The chief reservation is over style of play, with Lopetegui not seen as the kind of swashbuckling progressive many wanted as tonic to four-and-a-half season of ‘Moyesball’.
But this West Ham squad, even with significant upgrades, will not become the Stratford Globetrotters overnight.
In Brighton, many have seen a cautionary tale this season: the Seagulls play thrilling football under Roberto De Zerbi, but are 11th, two places below West Ham, and were knocked out of Europe at an earlier stage, too.
Lopetegui may not be a freewheeler, but he has previous for making Sevilla a more possession-based team, only Madrid and Barcelona averaging more of the ball during his three full seasons in charge.
He may only be a few places along the risk spectrum from Moyes, but demands that his teams control matches, something that under the Scot, even at their best, West Ham have rarely done.
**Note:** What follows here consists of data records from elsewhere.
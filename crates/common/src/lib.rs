pub mod config;
pub mod db;
pub mod neynar;
pub mod observability;
pub mod types;
pub mod zerion;
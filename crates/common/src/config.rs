use anyhow::{Context, Result};
use serde::Deserialize;

#[derive(Debug, Clone, Deserialize)]
pub struct Config {
    pub general: General,
    pub database: Database,
    pub observability: Observability,
    pub zerion: Zerion,
    pub neynar: Neynar,
    pub classifier: Classifier,
    pub discovery: Discovery,
    pub broadcast: Broadcast,
    pub execution: Execution,
    pub chains: Vec<ChainRoute>,
}

#[derive(Debug, Clone, Deserialize)]
pub struct General {
    pub log_level: String,
    pub cycle_interval_secs: u64,
}

#[derive(Debug, Clone, Deserialize)]
pub struct Database {
    pub path: String,
}

#[derive(Debug, Clone, Deserialize)]
pub struct Observability {
    pub prometheus_port: u16,
}

#[derive(Debug, Clone, Deserialize)]
pub struct Zerion {
    pub api_url: String,
    pub chains: Vec<String>,
    pub page_size: u32,
    pub pnl_max_retries: u32,
    pub pnl_retry_delay_ms: u64,
    pub trending_page_size: u32,
}

#[derive(Debug, Clone, Deserialize)]
pub struct Neynar {
    pub api_url: String,
    pub mention_limit: u32,
    pub search_limit: u32,
}

/// Trade-detection rules for the transaction classifier. The dapp
/// allow-list is exact-match on Zerion dapp ids, versioned alongside the
/// rest of the configuration rather than hard-coded.
#[derive(Debug, Clone, Deserialize)]
pub struct Classifier {
    pub trade_operations: Vec<String>,
    pub execute_dapp_allowlist: Vec<String>,
}

#[derive(Debug, Clone, Deserialize)]
pub struct Discovery {
    pub keywords: Vec<String>,
}

#[derive(Debug, Clone, Deserialize)]
pub struct Broadcast {
    pub interval_secs: u64,
    pub top_n: usize,
}

#[derive(Debug, Clone, Deserialize)]
pub struct Execution {
    pub simulation_mode: bool,
    pub buy_notional_eth: f64,
    pub pool_fee: u32,
    pub deadline_secs: u64,
    pub jupiter_api_url: String,
    pub solana_rpc_url: String,
    pub solana_buy_lamports: u64,
    pub solana_sell_lamports: u64,
    pub slippage_bps: u32,
    pub solana_max_retries: usize,
}

/// One EVM routing-table entry: chain id as reported by the analytics
/// feed, mapped to the swap router and wrapped native asset to trade
/// through on that chain.
#[derive(Debug, Clone, Deserialize)]
pub struct ChainRoute {
    pub id: String,
    pub router: String,
    pub wrapped_native: String,
    pub rpc_url: String,
}

impl Config {
    pub fn load(path: &str) -> Result<Self> {
        let content = std::fs::read_to_string(path)
            .with_context(|| format!("failed to read config file: {path}"))?;
        Self::from_toml_str(&content)
    }

    pub fn from_toml_str(content: &str) -> Result<Self> {
        let config: Config = toml::from_str(content).context("failed to parse agent config")?;
        config.validate()?;
        Ok(config)
    }

    fn validate(&self) -> Result<()> {
        anyhow::ensure!(
            self.general.cycle_interval_secs > 0,
            "general.cycle_interval_secs must be > 0"
        );
        anyhow::ensure!(self.zerion.page_size > 0, "zerion.page_size must be > 0");
        anyhow::ensure!(
            !self.zerion.chains.is_empty(),
            "zerion.chains must not be empty"
        );
        // Clients assume these parse; fail at load time instead.
        reqwest::Url::parse(&self.zerion.api_url)
            .context("zerion.api_url must be a valid absolute URL")?;
        reqwest::Url::parse(&self.neynar.api_url)
            .context("neynar.api_url must be a valid absolute URL")?;
        anyhow::ensure!(
            self.execution.buy_notional_eth > 0.0,
            "execution.buy_notional_eth must be > 0"
        );
        anyhow::ensure!(
            self.broadcast.top_n > 0,
            "broadcast.top_n must be > 0"
        );
        for chain in &self.chains {
            anyhow::ensure!(
                chain.router.starts_with("0x") && chain.wrapped_native.starts_with("0x"),
                "chain {} has a malformed router or wrapped_native address",
                chain.id
            );
        }
        Ok(())
    }

    pub fn default_config_path() -> String {
        let exe_dir = std::env::current_exe()
            .ok()
            .and_then(|p| p.parent().map(std::path::Path::to_path_buf));

        // Check next to the binary first
        if let Some(dir) = &exe_dir {
            let candidate = dir.join("default.toml");
            if candidate.exists() {
                return candidate.to_string_lossy().to_string();
            }
        }

        "config/default.toml".to_string()
    }

    /// Routing-table lookup for EVM chains. Solana is not in this table;
    /// it has its own execution path.
    pub fn chain_route(&self, chain_id: &str) -> Option<&ChainRoute> {
        self.chains.iter().find(|c| c.id == chain_id)
    }
}

/// Credentials pulled from the environment, never from the TOML file.
/// Absent or placeholder values degrade the relevant feature instead of
/// failing startup: no signer means mirror trades are skipped, no social
/// key means the mention/discovery phases are idle.
#[derive(Debug, Clone, Default)]
pub struct Secrets {
    pub zerion_api_key: Option<String>,
    pub neynar_api_key: Option<String>,
    pub neynar_signer_uuid: Option<String>,
    pub agent_fid: Option<String>,
    pub evm_private_key: Option<String>,
    pub solana_private_key: Option<String>,
}

impl Secrets {
    pub fn from_env() -> Self {
        Self {
            zerion_api_key: read_env("ZERION_API_KEY"),
            neynar_api_key: read_env("NEYNAR_API_KEY"),
            neynar_signer_uuid: read_env("NEYNAR_SIGNER_UUID"),
            agent_fid: read_env("AGENT_FID"),
            evm_private_key: read_env("AGENT_PRIVATE_KEY"),
            solana_private_key: read_env("SOLANA_PRIVATE_KEY"),
        }
    }

    /// EVM signing key, `None` when unset or still a placeholder.
    pub fn evm_key(&self) -> Option<&str> {
        self.evm_private_key
            .as_deref()
            .filter(|k| !is_placeholder(k))
    }

    /// Solana signing key, `None` when unset or still a placeholder.
    pub fn solana_key(&self) -> Option<&str> {
        self.solana_private_key
            .as_deref()
            .filter(|k| !is_placeholder(k))
    }
}

fn read_env(key: &str) -> Option<String> {
    std::env::var(key).ok().filter(|v| !v.trim().is_empty())
}

/// Keys shipped in .env templates look like "0x..." or contain "PASTE".
fn is_placeholder(key: &str) -> bool {
    key == "0x..." || key.contains("PASTE")
}

#[cfg(test)]
mod tests {
    use super::*;

    #[test]
    fn test_load_default_config() {
        let config = Config::from_toml_str(include_str!("../../../config/default.toml")).unwrap();
        assert_eq!(config.general.cycle_interval_secs, 120);
        assert!(config.execution.simulation_mode);
        assert_eq!(config.zerion.page_size, 25);
        assert!(config.chains.len() >= 2);
    }

    #[test]
    fn test_chain_route_lookup() {
        let config = Config::from_toml_str(include_str!("../../../config/default.toml")).unwrap();
        let base = config.chain_route("base").unwrap();
        assert!(base.router.starts_with("0x"));
        assert!(config.chain_route("solana").is_none());
        assert!(config.chain_route("dogechain").is_none());
    }

    #[test]
    fn test_validate_zero_cycle_interval() {
        let content = include_str!("../../../config/default.toml")
            .replace("cycle_interval_secs = 120", "cycle_interval_secs = 0");
        let result = Config::from_toml_str(&content);
        assert!(result.is_err());
        assert!(result
            .unwrap_err()
            .to_string()
            .contains("cycle_interval_secs must be > 0"));
    }

    #[test]
    fn test_validate_malformed_router() {
        let content = include_str!("../../../config/default.toml").replace(
            "router = \"0x2626664c2603336E57B271c5C0b26F421741e481\"",
            "router = \"not-an-address\"",
        );
        assert!(Config::from_toml_str(&content).is_err());
    }

    #[test]
    fn test_parse_invalid_config_missing_section() {
        let bad = "
[general]
log_level = \"info\"
cycle_interval_secs = 120
";
        assert!(Config::from_toml_str(bad).is_err());
    }

    #[test]
    fn test_placeholder_keys_filtered() {
        let secrets = Secrets {
            evm_private_key: Some("0x...".to_string()),
            solana_private_key: Some("PASTE_KEY_HERE".to_string()),
            ..Secrets::default()
        };
        assert!(secrets.evm_key().is_none());
        assert!(secrets.solana_key().is_none());

        let secrets = Secrets {
            evm_private_key: Some("0xdeadbeef".to_string()),
            solana_private_key: Some("4sY...real".to_string()),
            ..Secrets::default()
        };
        assert_eq!(secrets.evm_key(), Some("0xdeadbeef"));
        assert!(secrets.solana_key().is_some());
    }
}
Pragmatic he may be, but these things are relative. Ultimately, we are talking about a man who once played under Johan Cruyff at Barcelona, who moulded Spain’s youth teams in the image of the senior side when tiki-taka was at its peak, who was brought up drinking whatever it is in the Basque country water that has made Mikel Arteta, Xabi Alonso and Andoni Iraola three of Europe’s most exciting young coaches.
The expectation is that Lopetegui will revert to the 4-3-3 system that brought so much success at Sevilla, a move that ought to suit the likes of Mohammed Kudus, as well as a crop of midfielders that have often looked exposed when asked to play in a two.
Lopetegui faces an early task to convince external sceptics of his vision, with some underwhelmed by a supposed safe appointment
How the new man aligns with Steidten will be key. Lopetegui worked under arguably Europe’s most famed sporting director in Monchi at Sevilla and knows the structure he is coming into at West Ham, whereas Moyes was already in post when Steidten arrived last summer and their relationship was often uneasy.
“The sporting director is the one laying down the guidelines along which a club is run,” Lopetegui told ESPN this month. “If that fits with your view, if he has the owners and directors on his side, convinced by that approach, then perfect.”
Moyes once arrived at West Ham a man still trying to repair his reputation years after his Manchester United woe, but will leave something close to a legend for his trophy-winning feat.
After a series of unseemly endings, Lopetegui succeeds him, likewise with something still to prove.